§ Your task:
Keep only the lines of the data below that contain "bool", and copy them.

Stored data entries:
Start of Block
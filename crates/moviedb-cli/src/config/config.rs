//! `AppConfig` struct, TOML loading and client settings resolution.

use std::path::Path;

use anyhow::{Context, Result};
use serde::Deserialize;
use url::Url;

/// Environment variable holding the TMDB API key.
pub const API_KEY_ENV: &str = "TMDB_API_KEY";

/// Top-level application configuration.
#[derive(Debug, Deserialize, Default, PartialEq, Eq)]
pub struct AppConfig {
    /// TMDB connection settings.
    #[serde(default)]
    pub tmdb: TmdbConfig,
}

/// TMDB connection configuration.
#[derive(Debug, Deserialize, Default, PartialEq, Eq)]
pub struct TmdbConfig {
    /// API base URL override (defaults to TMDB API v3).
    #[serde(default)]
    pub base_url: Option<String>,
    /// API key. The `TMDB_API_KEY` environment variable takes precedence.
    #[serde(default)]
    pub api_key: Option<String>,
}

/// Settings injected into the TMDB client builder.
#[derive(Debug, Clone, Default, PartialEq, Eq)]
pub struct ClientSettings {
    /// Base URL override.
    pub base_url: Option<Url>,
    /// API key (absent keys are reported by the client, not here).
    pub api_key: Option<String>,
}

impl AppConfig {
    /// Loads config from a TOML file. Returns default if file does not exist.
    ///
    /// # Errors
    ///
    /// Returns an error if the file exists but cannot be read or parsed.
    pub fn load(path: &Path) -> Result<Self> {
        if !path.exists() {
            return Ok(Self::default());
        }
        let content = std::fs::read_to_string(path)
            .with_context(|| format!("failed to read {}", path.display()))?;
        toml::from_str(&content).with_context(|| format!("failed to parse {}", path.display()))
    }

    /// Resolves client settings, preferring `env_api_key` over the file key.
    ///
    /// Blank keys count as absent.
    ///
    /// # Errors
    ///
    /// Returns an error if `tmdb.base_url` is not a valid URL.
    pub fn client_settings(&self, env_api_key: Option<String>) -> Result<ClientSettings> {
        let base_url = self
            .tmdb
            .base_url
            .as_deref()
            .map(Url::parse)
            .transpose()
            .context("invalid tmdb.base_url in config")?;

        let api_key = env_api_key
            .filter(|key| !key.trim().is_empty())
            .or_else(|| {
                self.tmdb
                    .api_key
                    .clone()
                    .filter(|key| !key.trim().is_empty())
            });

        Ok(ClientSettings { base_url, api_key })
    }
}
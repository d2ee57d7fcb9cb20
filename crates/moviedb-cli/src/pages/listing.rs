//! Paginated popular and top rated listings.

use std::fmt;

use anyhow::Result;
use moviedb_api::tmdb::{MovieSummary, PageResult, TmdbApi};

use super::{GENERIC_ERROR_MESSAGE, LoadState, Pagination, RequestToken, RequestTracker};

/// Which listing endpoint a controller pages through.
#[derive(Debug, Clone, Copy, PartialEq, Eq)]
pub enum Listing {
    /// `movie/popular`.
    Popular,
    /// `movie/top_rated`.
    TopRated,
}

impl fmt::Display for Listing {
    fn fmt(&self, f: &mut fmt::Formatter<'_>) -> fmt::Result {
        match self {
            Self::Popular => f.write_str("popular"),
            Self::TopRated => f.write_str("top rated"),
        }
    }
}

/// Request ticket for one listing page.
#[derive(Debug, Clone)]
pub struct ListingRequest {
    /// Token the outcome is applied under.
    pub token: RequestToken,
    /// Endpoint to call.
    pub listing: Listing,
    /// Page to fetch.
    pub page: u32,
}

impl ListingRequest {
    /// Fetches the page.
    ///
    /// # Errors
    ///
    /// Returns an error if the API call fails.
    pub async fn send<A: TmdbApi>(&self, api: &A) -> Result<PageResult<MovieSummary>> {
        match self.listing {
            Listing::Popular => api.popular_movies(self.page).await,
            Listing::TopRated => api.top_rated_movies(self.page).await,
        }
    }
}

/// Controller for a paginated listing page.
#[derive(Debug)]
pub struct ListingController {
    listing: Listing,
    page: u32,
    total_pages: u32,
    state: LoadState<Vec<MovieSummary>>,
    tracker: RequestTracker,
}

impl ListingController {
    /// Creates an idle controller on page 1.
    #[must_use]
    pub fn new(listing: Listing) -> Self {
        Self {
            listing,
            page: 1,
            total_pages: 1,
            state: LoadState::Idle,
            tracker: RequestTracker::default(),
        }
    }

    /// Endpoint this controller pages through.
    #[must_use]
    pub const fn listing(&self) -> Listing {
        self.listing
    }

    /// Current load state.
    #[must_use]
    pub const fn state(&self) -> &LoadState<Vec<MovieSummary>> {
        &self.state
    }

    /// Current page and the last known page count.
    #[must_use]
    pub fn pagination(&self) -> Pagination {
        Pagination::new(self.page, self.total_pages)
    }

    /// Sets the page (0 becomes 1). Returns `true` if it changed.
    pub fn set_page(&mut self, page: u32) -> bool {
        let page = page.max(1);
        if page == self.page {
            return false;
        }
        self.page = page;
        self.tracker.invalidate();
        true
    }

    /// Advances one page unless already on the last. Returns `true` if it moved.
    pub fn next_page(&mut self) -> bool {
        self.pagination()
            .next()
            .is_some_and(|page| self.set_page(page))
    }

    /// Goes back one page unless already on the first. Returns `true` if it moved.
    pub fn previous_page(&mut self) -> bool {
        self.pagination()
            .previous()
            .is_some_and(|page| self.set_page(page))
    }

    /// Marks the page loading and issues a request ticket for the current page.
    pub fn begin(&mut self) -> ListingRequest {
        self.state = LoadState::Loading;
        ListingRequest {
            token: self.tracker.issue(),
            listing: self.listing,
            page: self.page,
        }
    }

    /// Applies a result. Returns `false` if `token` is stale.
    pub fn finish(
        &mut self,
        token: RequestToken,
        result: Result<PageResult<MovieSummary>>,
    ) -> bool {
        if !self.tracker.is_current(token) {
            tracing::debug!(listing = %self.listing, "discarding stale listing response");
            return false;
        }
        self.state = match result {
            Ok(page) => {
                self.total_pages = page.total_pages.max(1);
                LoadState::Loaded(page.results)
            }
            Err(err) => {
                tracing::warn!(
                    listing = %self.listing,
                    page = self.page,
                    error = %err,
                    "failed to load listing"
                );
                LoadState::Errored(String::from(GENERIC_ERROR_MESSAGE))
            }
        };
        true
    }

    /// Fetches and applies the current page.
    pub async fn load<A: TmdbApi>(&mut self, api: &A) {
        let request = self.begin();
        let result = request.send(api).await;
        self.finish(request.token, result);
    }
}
End of Block
§ Your response:
    pub fn set_page(&mut self, page: u32) -> bool {
    pub fn next_page(&mut self) -> bool {
    pub fn previous_page(&mut self) -> bool {
    ) -> bool {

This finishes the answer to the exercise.